- **EXERCISE**:
Count lines with "info" below; give only the number.

***** INPUT MATERIAL

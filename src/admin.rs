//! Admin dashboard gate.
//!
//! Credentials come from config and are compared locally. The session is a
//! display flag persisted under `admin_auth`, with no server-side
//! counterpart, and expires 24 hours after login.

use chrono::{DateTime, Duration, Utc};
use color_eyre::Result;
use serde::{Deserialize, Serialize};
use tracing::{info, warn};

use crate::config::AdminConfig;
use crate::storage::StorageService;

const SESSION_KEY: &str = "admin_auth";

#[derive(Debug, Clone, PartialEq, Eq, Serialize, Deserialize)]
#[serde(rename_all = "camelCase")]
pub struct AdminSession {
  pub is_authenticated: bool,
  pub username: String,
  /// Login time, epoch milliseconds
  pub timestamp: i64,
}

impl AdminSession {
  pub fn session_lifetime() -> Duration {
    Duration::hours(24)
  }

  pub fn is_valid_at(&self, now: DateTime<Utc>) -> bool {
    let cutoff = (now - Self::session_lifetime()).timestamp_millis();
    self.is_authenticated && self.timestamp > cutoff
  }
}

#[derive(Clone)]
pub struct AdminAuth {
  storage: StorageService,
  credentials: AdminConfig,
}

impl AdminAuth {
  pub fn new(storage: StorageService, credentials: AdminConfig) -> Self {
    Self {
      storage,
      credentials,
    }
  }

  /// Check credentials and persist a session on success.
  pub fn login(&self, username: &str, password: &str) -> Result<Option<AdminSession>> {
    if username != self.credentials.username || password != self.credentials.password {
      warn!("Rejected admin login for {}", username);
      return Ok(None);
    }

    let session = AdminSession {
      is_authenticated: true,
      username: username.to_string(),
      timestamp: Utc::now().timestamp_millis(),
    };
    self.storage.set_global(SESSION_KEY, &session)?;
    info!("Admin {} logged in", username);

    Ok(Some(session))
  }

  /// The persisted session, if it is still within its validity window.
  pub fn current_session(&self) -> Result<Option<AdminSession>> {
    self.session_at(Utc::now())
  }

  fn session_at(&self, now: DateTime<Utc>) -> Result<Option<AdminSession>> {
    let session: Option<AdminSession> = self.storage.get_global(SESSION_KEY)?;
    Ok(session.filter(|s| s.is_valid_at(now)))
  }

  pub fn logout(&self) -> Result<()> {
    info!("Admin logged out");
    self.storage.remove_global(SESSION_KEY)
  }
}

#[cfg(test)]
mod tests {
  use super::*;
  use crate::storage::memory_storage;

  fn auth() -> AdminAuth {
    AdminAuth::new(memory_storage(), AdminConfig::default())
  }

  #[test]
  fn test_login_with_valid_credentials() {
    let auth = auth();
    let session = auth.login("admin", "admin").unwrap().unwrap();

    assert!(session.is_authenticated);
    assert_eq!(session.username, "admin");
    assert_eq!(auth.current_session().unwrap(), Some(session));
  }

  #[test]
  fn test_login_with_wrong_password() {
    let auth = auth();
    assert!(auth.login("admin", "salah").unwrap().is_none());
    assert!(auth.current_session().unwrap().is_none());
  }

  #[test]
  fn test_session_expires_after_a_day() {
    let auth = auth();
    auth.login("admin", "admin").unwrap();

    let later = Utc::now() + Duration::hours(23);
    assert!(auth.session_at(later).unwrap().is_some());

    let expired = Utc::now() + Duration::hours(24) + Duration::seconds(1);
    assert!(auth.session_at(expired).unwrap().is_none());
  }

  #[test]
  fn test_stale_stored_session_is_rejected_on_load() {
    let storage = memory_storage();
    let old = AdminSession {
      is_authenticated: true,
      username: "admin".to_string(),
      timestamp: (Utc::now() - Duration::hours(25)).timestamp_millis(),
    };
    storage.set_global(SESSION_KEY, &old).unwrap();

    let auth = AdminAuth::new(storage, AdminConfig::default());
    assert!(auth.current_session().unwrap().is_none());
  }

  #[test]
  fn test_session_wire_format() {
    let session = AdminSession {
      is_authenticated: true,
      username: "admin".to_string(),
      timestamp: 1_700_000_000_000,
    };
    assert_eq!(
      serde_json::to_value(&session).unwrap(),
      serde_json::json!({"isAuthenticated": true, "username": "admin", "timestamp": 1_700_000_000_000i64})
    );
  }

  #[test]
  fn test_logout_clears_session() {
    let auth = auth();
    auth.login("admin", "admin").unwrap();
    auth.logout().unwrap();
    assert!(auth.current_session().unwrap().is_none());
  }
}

**********

- **WRITTEN ANSWER**:
3